**Exercise instructions**: For the records below, print the lines from the line with "usize, size: usize" through the line with "if edge.source >= size" exactly as written; include both end lines and exclude the rest.

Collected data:
=== Begin Enclosure ===

//! Turning a solved model into a tour, and checking that it really is one.

mod extract;
mod validate;

use std::fmt::Display;
use std::fmt::Formatter;

use thiserror::Error;

pub use extract::extract_tour;
pub use extract::ExtractedTour;
pub use extract::SELECTION_THRESHOLD;
pub use validate::validate_tour;

/// A directed arc of a tour, from `source` to `target`.
#[derive(Clone, Copy, Debug, PartialEq, Eq, PartialOrd, Ord, Hash)]
pub struct TourEdge {
    pub source: usize,
    pub target: usize,
}

impl TourEdge {
    pub fn new(source: usize, target: usize) -> Self {
        TourEdge { source, target }
    }
}

impl Display for TourEdge {
    fn fmt(&self, f: &mut Formatter<'_>) -> std::fmt::Result {
        write!(f, "{} -> {}", self.source, self.target)
    }
}

/// The invariant of a Hamiltonian cycle which a set of arcs breaks.
#[derive(Clone, Copy, Debug, Error, PartialEq, Eq)]
pub enum TourDefect {
    #[error("the solution assigns {found} values to a model with {expected} variables")]
    AssignmentLength { expected: usize, found: usize },
    #[error("expected {expected} selected arcs, found {found}")]
    EdgeCount { expected: usize, found: usize },
    #[error("arc {origin} -> {destination} references a node outside 0..{size}")]
    NodeOutOfRange {
        origin: usize,
        destination: usize,
        size: usize,
    },
    #[error("node {node} is connected to itself")]
    SelfLoop { node: usize },
    #[error("arc {origin} -> {destination} is selected more than once")]
    DuplicateArc { origin: usize, destination: usize },
    #[error("node {node} has out-degree {degree}")]
    OutDegree { node: usize, degree: usize },
    #[error("node {node} has in-degree {degree}")]
    InDegree { node: usize, degree: usize },
    #[error("the cycle through node 0 closes after {visited} of {size} nodes")]
    Subtour { visited: usize, size: usize },
}

/// Checks that `edges` give every node in `0..size` exactly one successor and one predecessor,
/// and returns the successor of each node.
pub(crate) fn successors(size: usize, edges: &[TourEdge]) -> Result<Vec<usize>, TourDefect> {
    let mut successors = vec![None; size];
    let mut out_degree = vec![0_usize; size];
    let mut in_degree = vec![0_usize; size];

    for edge in edges {
        if edge.source >= size || edge.target >= size {
            return Err(TourDefect::NodeOutOfRange {
                origin: edge.source,
                destination: edge.target,
                size,
            });
        }
        if edge.source == edge.target {
            return Err(TourDefect::SelfLoop { node: edge.source });
        }

        successors[edge.source] = Some(edge.target);
        out_degree[edge.source] += 1;
        in_degree[edge.target] += 1;
    }

    for node in 0..size {
        if out_degree[node] != 1 {
            return Err(TourDefect::OutDegree {
                node,
                degree: out_degree[node],
            });
        }
        if in_degree[node] != 1 {
            return Err(TourDefect::InDegree {
                node,
                degree: in_degree[node],
            });
        }
    }

    Ok(successors.into_iter().flatten().collect())
}

/// Follows `successors` from node 0 until it returns to node 0, or until more nodes were visited
/// than exist. The result starts and ends with 0.
pub(crate) fn walk_from_anchor(successors: &[usize]) -> Vec<usize> {
    let mut order = vec![0];
    let mut node = successors.first().copied().unwrap_or(0);

    while node != 0 && order.len() <= successors.len() {
        order.push(node);
        node = successors[node];
    }

    order.push(0);
    order
}
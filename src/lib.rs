//! # tour-milp
//!
//! Computes an optimal closed tour over a small set of locations by formulating the asymmetric
//! travelling salesperson problem as a mixed-integer linear program and handing it to a MILP
//! solver.
//!
//! The pipeline runs in stages, each producing an immutable value for the next:
//!
//! 1. [`cost::CostMatrix`] collects pairwise travel costs from a [`cost::CostLookup`].
//! 2. [`formulation::TspModel`] declares the arc and rank variables and the out-degree,
//!    in-degree and Miller-Tucker-Zemlin constraints over a solver-agnostic [`model::Model`].
//! 3. [`solver::SolverAdapter`] runs a [`solver::MilpBackend`] under a time budget.
//! 4. [`tour::extract_tour`] turns the selected arcs into a visiting order.
//! 5. [`tour::validate_tour`] confirms the arcs form a single Hamiltonian cycle.
//!
//! [`pipeline::TourPlanner`] strings the stages together.

pub mod asserts;
pub mod cost;
pub mod formulation;
pub mod model;
pub mod pipeline;
pub mod runner;
pub mod solver;
pub mod statistics;
pub mod termination;
pub mod tour;

mod basic_types;

#[cfg(test)]
mod tests;

pub use pipeline::PlannedTour;
pub use pipeline::PlannerOptions;
pub use pipeline::PlanningError;
pub use pipeline::TourPlanner;
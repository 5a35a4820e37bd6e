//! The end-to-end planner: locations in, validated tour out.

use std::fmt::Display;
use std::fmt::Formatter;
use std::time::Duration;

use log::debug;
use log::info;
use log::warn;
use thiserror::Error;

use crate::cost::CostLookup;
use crate::cost::CostMatrix;
use crate::cost::CostMatrixError;
use crate::cost::DepartureTime;
use crate::cost::Location;
use crate::formulation::ensure_tour_size;
use crate::formulation::InfeasibleModelSize;
use crate::formulation::TspModel;
use crate::solver::MilpBackend;
use crate::solver::SolveOutcome;
use crate::solver::SolveStatus;
use crate::solver::SolverAdapter;
use crate::statistics::log_statistic;
use crate::termination::TimeBudget;
use crate::tour::extract_tour;
use crate::tour::validate_tour;
use crate::tour::TourDefect;
use crate::tour::TourEdge;

/// Relative difference tolerated between the solver's objective and the recomputed tour cost.
const OBJECTIVE_TOLERANCE: f64 = 1e-6;

#[derive(Clone, Copy, Debug)]
pub struct PlannerOptions {
    /// The wall-clock time the solver may spend.
    pub time_budget: Duration,
    /// The departure time used for every cost lookup.
    pub departure: DepartureTime,
}

impl Default for PlannerOptions {
    fn default() -> Self {
        PlannerOptions {
            time_budget: Duration::from_secs(60),
            departure: DepartureTime::now(),
        }
    }
}

/// A validated optimal tour.
#[derive(Clone, Debug, PartialEq)]
pub struct PlannedTour {
    /// The nodes in visiting order, starting and ending at node 0.
    pub order: Vec<usize>,
    /// The arcs of the tour, sorted by source. Contains no duplicates and no self-loops.
    pub edges: Vec<TourEdge>,
    /// The sum of the costs of [`PlannedTour::edges`].
    pub total_cost: f64,
    /// The objective value of the backend's solution, evaluated by the backend. Not recomputed
    /// from the cost matrix; compare with [`PlannedTour::total_cost`].
    pub objective_value: f64,
    pub solve_time: Duration,
}

/// The stage of the pipeline in which planning failed.
#[derive(Clone, Copy, Debug, PartialEq, Eq, Hash)]
pub enum Stage {
    CostMatrix,
    Model,
    Solve,
    Extraction,
    Validation,
}

impl Display for Stage {
    fn fmt(&self, f: &mut Formatter<'_>) -> std::fmt::Result {
        let name = match self {
            Stage::CostMatrix => "cost matrix",
            Stage::Model => "model",
            Stage::Solve => "solve",
            Stage::Extraction => "tour extraction",
            Stage::Validation => "tour validation",
        };

        f.write_str(name)
    }
}

#[derive(Clone, Debug, Error, PartialEq)]
pub enum PlanningError {
    #[error(transparent)]
    CostUnavailable(#[from] CostMatrixError),
    #[error(transparent)]
    InfeasibleModelSize(#[from] InfeasibleModelSize),
    #[error("no tour exists under the current constraints: the model is {status}")]
    NoTour { status: SolveStatus },
    #[error("the solver exhausted its time budget after {elapsed:?}")]
    TimedOut {
        elapsed: Duration,
        best_bound: Option<f64>,
    },
    #[error("the solver failed: {message}")]
    SolverFailed { message: String },
    #[error("the solver produced a malformed tour: {defect}")]
    MalformedSolution { stage: Stage, defect: TourDefect },
}

impl PlanningError {
    pub fn stage(&self) -> Stage {
        match self {
            PlanningError::CostUnavailable(_) => Stage::CostMatrix,
            PlanningError::InfeasibleModelSize(_) => Stage::Model,
            PlanningError::NoTour { .. }
            | PlanningError::TimedOut { .. }
            | PlanningError::SolverFailed { .. } => Stage::Solve,
            PlanningError::MalformedSolution { stage, .. } => *stage,
        }
    }
}

/// Runs the stages in order, failing fast with the first [`PlanningError`]. Nothing is retried.
#[derive(Debug)]
pub struct TourPlanner<Backend> {
    adapter: SolverAdapter<Backend>,
    options: PlannerOptions,
}

impl<Backend: MilpBackend> TourPlanner<Backend> {
    pub fn new(adapter: SolverAdapter<Backend>, options: PlannerOptions) -> Self {
        TourPlanner { adapter, options }
    }

    pub fn options(&self) -> &PlannerOptions {
        &self.options
    }

    /// Plan a tour visiting every location, with costs from `lookup`.
    ///
    /// Fewer than two locations are rejected before any cost is looked up.
    pub fn plan(
        &self,
        locations: &[Location],
        lookup: &impl CostLookup,
    ) -> Result<PlannedTour, PlanningError> {
        ensure_tour_size(locations.len())?;

        let costs = CostMatrix::build(locations, lookup, self.options.departure)?;
        self.plan_with_costs(&costs)
    }

    /// Plan a tour over an already built cost matrix.
    pub fn plan_with_costs(&self, costs: &CostMatrix) -> Result<PlannedTour, PlanningError> {
        let formulation = TspModel::build(costs)?;
        log_statistic("numberOfVariables", formulation.model().num_variables());
        log_statistic("numberOfConstraints", formulation.model().num_constraints());

        let report = self.adapter.solve(
            formulation.model(),
            TimeBudget::starting_now(self.options.time_budget),
        );

        let status = report.status();
        let solution = match report.outcome {
            SolveOutcome::Optimal(solution) => solution,
            SolveOutcome::Infeasible | SolveOutcome::Unbounded => {
                return Err(PlanningError::NoTour { status })
            }
            SolveOutcome::TimedOut { best_bound } => {
                return Err(PlanningError::TimedOut {
                    elapsed: report.elapsed,
                    best_bound,
                })
            }
            SolveOutcome::Error(message) => return Err(PlanningError::SolverFailed { message }),
        };

        let tour = extract_tour(&formulation, &solution).map_err(|defect| {
            PlanningError::MalformedSolution {
                stage: Stage::Extraction,
                defect,
            }
        })?;
        debug!("Extracted visiting order {:?}", tour.order);

        validate_tour(costs.size(), &tour.edges).map_err(|defect| {
            PlanningError::MalformedSolution {
                stage: Stage::Validation,
                defect,
            }
        })?;

        let total_cost: f64 = tour
            .edges
            .iter()
            .map(|edge| costs.get(edge.source, edge.target))
            .sum();

        if (total_cost - solution.objective_value()).abs()
            > OBJECTIVE_TOLERANCE * total_cost.abs().max(1.0)
        {
            warn!(
                "Solver objective {} differs from the tour cost {total_cost}",
                solution.objective_value()
            );
        }

        info!(
            "Found an optimal tour over {} locations with cost {total_cost} in {:?}",
            costs.size(),
            report.elapsed
        );
        log_statistic("tourCost", total_cost);

        Ok(PlannedTour {
            order: tour.order,
            edges: tour.edges,
            total_cost,
            objective_value: solution.objective_value(),
            solve_time: report.elapsed,
        })
    }
}
mod properties;
mod test_helper;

=== End Enclosure ===

**Answer section**:
    Subtour { visited: usize, size: usize },
}

/// Checks that `edges` give every node in `0..size` exactly one successor and one predecessor,
/// and returns the successor of each node.
pub(crate) fn successors(size: usize, edges: &[TourEdge]) -> Result<Vec<usize>, TourDefect> {
    let mut successors = vec![None; size];
    let mut out_degree = vec![0_usize; size];
    let mut in_degree = vec![0_usize; size];

    for edge in edges {
        if edge.source >= size || edge.target >= size {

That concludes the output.